I love to cook, so I've started channeling my junk food cravings into finding delicious, healthy recipes. One-pan meals are my current favorite. Don't worry, cheesy chips and treats still make an appearance. My fiancé and I are currently obsessed with Handel’s Ice Cream! 

I also try to work out 2-4 times a week. Working out helps me get out any pent-up energy and negative feelings in my body that result from stress. Afterwards, it feels like my mind and body have taken a large collective stretch that leaves me feeling loose and relaxed. 

Taking classes at my local barre studio gives me the structure and community I need to make exercising fun and rewarding. With how crazy life can be, even outside of a wedding planning season, I don’t beat myself up if I haven’t gone as much as I would like. 

Still, I hold myself accountable to at least two classes a week because of all the amazing benefits that come with just moving your body. Even just a little can go a long way!

Whatever your self-care looks like, be it a bubble bath, a yoga session, a date night, or simply taking a walk in nature, prioritize activities that give your mind space and don't add to your already full plate. Even better if you spend those moments with your partner, who is no doubt feeling the pressure of the planning too.

Sunny and Billy hiking in outdoor gear.
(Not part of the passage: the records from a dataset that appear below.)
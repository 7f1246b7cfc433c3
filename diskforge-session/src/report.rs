//! Session report: the audit trail every `Session` accumulates and
//! writes out on close.

use chrono::{DateTime, Utc};
use diskforge_config::DiskForgeConfig;
use serde::{Deserialize, Serialize};
use uuid::Uuid;

#[derive(Debug, Clone, Serialize, Deserialize)]
pub struct OperationRecord {
    pub timestamp: DateTime<Utc>,
    pub job_id: Uuid,
    pub job_name: String,
    pub job_description: String,
    pub success: bool,
    pub duration_seconds: Option<f64>,
    #[serde(skip_serializing_if = "Option::is_none", default)]
    pub error: Option<String>,
    #[serde(skip_serializing_if = "Vec::is_empty", default)]
    pub warnings: Vec<String>,
}

#[derive(Debug, Clone, Serialize, Deserialize)]
pub struct DangerModeEvent {
    pub timestamp: DateTime<Utc>,
    pub action: String,
    pub success: bool,
}

#[derive(Debug, Clone, Serialize, Deserialize)]
pub struct ErrorRecord {
    pub timestamp: DateTime<Utc>,
    pub job_id: Uuid,
    pub error: String,
}

#[derive(Debug, Clone, Serialize, Deserialize)]
pub struct ReportSummary {
    pub total_operations: usize,
    pub successful_operations: usize,
    pub failed_operations: usize,
    pub total_errors: usize,
    pub total_warnings: usize,
}

/// The exact shape written to `report_<short-id>.json`.
#[derive(Debug, Clone, Serialize, Deserialize)]
pub struct ReportDocument {
    pub session_id: Uuid,
    pub started_at: DateTime<Utc>,
    pub ended_at: Option<DateTime<Utc>>,
    pub duration_seconds: Option<f64>,
    pub operations: Vec<OperationRecord>,
    pub danger_mode_events: Vec<DangerModeEvent>,
    pub errors: Vec<ErrorRecord>,
    pub warnings: Vec<String>,
    pub config_snapshot: DiskForgeConfig,
    pub summary: ReportSummary,
}

/// In-progress report a `Session` mutates as operations run; `to_document`
/// derives the final, summarized shape on demand (at `close()`, or for
/// inspection mid-session via `Session::report_snapshot`).
#[derive(Debug, Clone)]
pub struct SessionReport {
    pub session_id: Uuid,
    pub started_at: DateTime<Utc>,
    pub ended_at: Option<DateTime<Utc>>,
    pub operations: Vec<OperationRecord>,
    pub danger_mode_events: Vec<DangerModeEvent>,
    pub errors: Vec<ErrorRecord>,
    pub warnings: Vec<String>,
    pub config_snapshot: DiskForgeConfig,
}

impl SessionReport {
    pub fn new(session_id: Uuid, started_at: DateTime<Utc>, config_snapshot: DiskForgeConfig) -> Self {
        Self {
            session_id,
            started_at,
            ended_at: None,
            operations: Vec::new(),
            danger_mode_events: Vec::new(),
            errors: Vec::new(),
            warnings: Vec::new(),
            config_snapshot,
        }
    }

    pub fn to_document(&self) -> ReportDocument {
        let duration_seconds = self
            .ended_at
            .map(|end| (end - self.started_at).num_milliseconds() as f64 / 1000.0);

        let total_operations = self.operations.len();
        let successful_operations = self.operations.iter().filter(|op| op.success).count();
        let failed_operations = total_operations - successful_operations;

        ReportDocument {
            session_id: self.session_id,
            started_at: self.started_at,
            ended_at: self.ended_at,
            duration_seconds,
            operations: self.operations.clone(),
            danger_mode_events: self.danger_mode_events.clone(),
            errors: self.errors.clone(),
            warnings: self.warnings.clone(),
            config_snapshot: self.config_snapshot.clone(),
            summary: ReportSummary {
                total_operations,
                successful_operations,
                failed_operations,
                total_errors: self.errors.len(),
                total_warnings: self.warnings.len(),
            },
        }
    }
}

#[cfg(test)]
mod tests {
    use super::*;

    #[test]
    fn summary_counts_match_operation_outcomes() {
        let mut report = SessionReport::new(Uuid::new_v4(), Utc::now(), DiskForgeConfig::default());
        report.operations.push(OperationRecord {
            timestamp: Utc::now(),
            job_id: Uuid::new_v4(),
            job_name: "a".into(),
            job_description: "a".into(),
            success: true,
            duration_seconds: Some(1.0),
            error: None,
            warnings: vec![],
        });
        report.operations.push(OperationRecord {
            timestamp: Utc::now(),
            job_id: Uuid::new_v4(),
            job_name: "b".into(),
            job_description: "b".into(),
            success: false,
            duration_seconds: Some(0.5),
            error: Some("boom".into()),
            warnings: vec![],
        });
        report.errors.push(ErrorRecord {
            timestamp: Utc::now(),
            job_id: Uuid::new_v4(),
            error: "boom".into(),
        });
        report.ended_at = Some(report.started_at + chrono::Duration::seconds(5));

        let doc = report.to_document();
        assert_eq!(doc.summary.total_operations, 2);
        assert_eq!(doc.summary.successful_operations, 1);
        assert_eq!(doc.summary.failed_operations, 1);
        assert_eq!(doc.summary.total_errors, 1);
        assert_eq!(doc.duration_seconds, Some(5.0));
    }

    #[test]
    fn document_round_trips_through_json() {
        let report = SessionReport::new(Uuid::new_v4(), Utc::now(), DiskForgeConfig::default());
        let doc = report.to_document();
        let json = serde_json::to_string(&doc).unwrap();
        let back: ReportDocument = serde_json::from_str(&json).unwrap();
        assert_eq!(doc.session_id, back.session_id);
        assert_eq!(doc.summary.total_operations, back.summary.total_operations);
    }
}
use chrono::{DateTime, Utc};
use serde::{Deserialize, Serialize};
use std::collections::HashMap;
use std::path::Path;

/// Compression applied to an image's payload bytes.
#[derive(Debug, Clone, Copy, PartialEq, Eq, Serialize, Deserialize)]
#[serde(rename_all = "lowercase")]
pub enum Compression {
    Gzip,
    Lz4,
    Zstd,
    None,
}

impl Compression {
    /// File suffix an image path gains when written with this compression.
    pub fn suffix(self) -> &'static str {
        match self {
            Self::Gzip => ".gz",
            Self::Lz4 => ".lz4",
            Self::Zstd => ".zst",
            Self::None => "",
        }
    }

    /// Infer compression from an image path's suffix, used when a sidecar
    /// is missing (spec.md §6: "compression from path suffix").
    pub fn infer_from_path(path: &Path) -> Self {
        match path.extension().and_then(|e| e.to_str()) {
            Some("gz") => Self::Gzip,
            Some("lz4") => Self::Lz4,
            Some("zst") => Self::Zstd,
            _ => Self::None,
        }
    }
}

/// Sidecar metadata describing a backup image artifact, serialized next to
/// the image as `<image>.meta.json`.
#[derive(Debug, Clone, Serialize, Deserialize, PartialEq)]
pub struct ImageInfo {
    pub path: String,
    pub source_device: Option<String>,
    pub source_size_bytes: u64,
    pub image_size_bytes: u64,
    pub compression: Option<Compression>,
    pub created_at: DateTime<Utc>,
    pub checksum: Option<String>,
    pub checksum_algorithm: String,
    pub format_version: String,
    pub metadata: HashMap<String, serde_json::Value>,
}

impl ImageInfo {
    pub fn new(path: impl Into<String>, source_device: impl Into<String>) -> Self {
        Self {
            path: path.into(),
            source_device: Some(source_device.into()),
            source_size_bytes: 0,
            image_size_bytes: 0,
            compression: None,
            created_at: Utc::now(),
            checksum: None,
            checksum_algorithm: "sha256".into(),
            format_version: "1".into(),
            metadata: HashMap::new(),
        }
    }

    /// Best-effort reconstruction when the `.meta.json` sidecar is
    /// missing: compression is inferred from the path suffix, size comes
    /// from the file itself, source and checksum are unknown. Per
    /// spec.md §6, a missing sidecar is recoverable, not fatal.
    pub fn from_path_best_effort(path: &Path, image_size_bytes: u64) -> Self {
        Self {
            path: path.to_string_lossy().into_owned(),
            source_device: None,
            source_size_bytes: 0,
            image_size_bytes,
            compression: Some(Compression::infer_from_path(path)),
            created_at: Utc::now(),
            checksum: None,
            checksum_algorithm: "sha256".into(),
            format_version: "1".into(),
            metadata: HashMap::new(),
        }
    }

    pub fn sidecar_path(image_path: &Path) -> std::path::PathBuf {
        let mut s = image_path.as_os_str().to_os_string();
        s.push(".meta.json");
        std::path::PathBuf::from(s)
    }
}

#[cfg(test)]
mod tests {
    use super::*;

    #[test]
    fn serialize_round_trip_preserves_all_fields() {
        let mut info = ImageInfo::new("/tmp/sda.img.zst", "/dev/sda");
        info.source_size_bytes = 4096;
        info.image_size_bytes = 2048;
        info.compression = Some(Compression::Zstd);
        info.checksum = Some("deadbeef".into());
        info.metadata.insert("note".into(), serde_json::json!("test"));

        let json = serde_json::to_string(&info).unwrap();
        let back: ImageInfo = serde_json::from_str(&json).unwrap();
        assert_eq!(info, back);
    }

    #[test]
    fn tolerates_unknown_keys_and_missing_optionals() {
        let json = serde_json::json!({
            "path": "/tmp/a.img",
            "source_device": null,
            "source_size_bytes": 0,
            "image_size_bytes": 0,
            "compression": null,
            "created_at": "2024-01-01T00:00:00Z",
            "checksum": null,
            "checksum_algorithm": "sha256",
            "format_version": "1",
            "metadata": {},
            "totally_unknown_future_field": 42,
        });
        let info: ImageInfo = serde_json::from_value(json).unwrap();
        assert_eq!(info.path, "/tmp/a.img");
    }

    #[test]
    fn infers_compression_from_suffix() {
        assert_eq!(
            Compression::infer_from_path(std::path::Path::new("disk.img.gz")),
            Compression::Gzip
        );
        assert_eq!(
            Compression::infer_from_path(std::path::Path::new("disk.img.zst")),
            Compression::Zstd
        );
        assert_eq!(
            Compression::infer_from_path(std::path::Path::new("disk.img")),
            Compression::None
        );
    }

    #[test]
    fn zero_byte_image_is_representable() {
        let info = ImageInfo::new("/tmp/empty.img", "/dev/sdz");
        assert_eq!(info.source_size_bytes, 0);
    }
}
They’re on a mountain vista, with red stone cliffs behind them, and an obviously huge difference in their heights.
  1. Find additional support where you need it 

Despite my best efforts, I found I needed a little extra support. My sleep was vastly better, but it was still inconsistent. My stress was also largely better than it had been before, but it felt like my sleep quality was affecting my ability to respond to my stress well. So I turned to my doctors and holistic approaches for a little help in the right direction.

I started taking Neuralli Mood, a probiotic supplement intended to help with the stress response. I started taking it at a particularly busy time during wedding planning when I was really feeling like the smallest things were big things. 

Within just a few short weeks, I felt my reactions to anything adverse were almost scary calm, cool, and collected. Two weeks prior, I would have been a blubbering mess in the face of any inconvenience, big or small. 

I also found I was sleeping better, and on nights where I needed just a little extra help finding sleep free from wedding nightmares, I would take some melatonin (at the advice of my healthcare provider), and I was as good as new!  

Don’t be afraid to find alternative methods with your healthcare provider to help support you through more stressful periods. Your body isn’t broken and you are not any less resilient, but your mind and body might just need the added support! 

  1. Communicate openly with your partner

Keep the lines of communication open with your fiancé. Share your wedding worries, dreams, and ideas to stay on the same page and support one another through the process. Any big decision being made should be discussed with the other beforehand. 

This isn’t just your day or their day; it's a day meant to celebrate the both of you! Your future spouse’s opinions matter just as much as your own. My partner didn’t have any incredibly strong opinions outside of the cake’s flavor and overall food quality, but regardless, I still brought things to him, and vice versa. 

  1. Embrace imperfection 

Understand that not everything will go according to plan, and that’s okay. Embrace imperfection and find beauty in the unexpected moments that make your wedding day uniquely yours. 

I have been told by other brides to expect one big thing to go wrong and 2-3 small things not to go right, and roll with it. We spend so much time building up this big perfect picture in our heads, leaving little room or grace for ourselves if something goes astray. 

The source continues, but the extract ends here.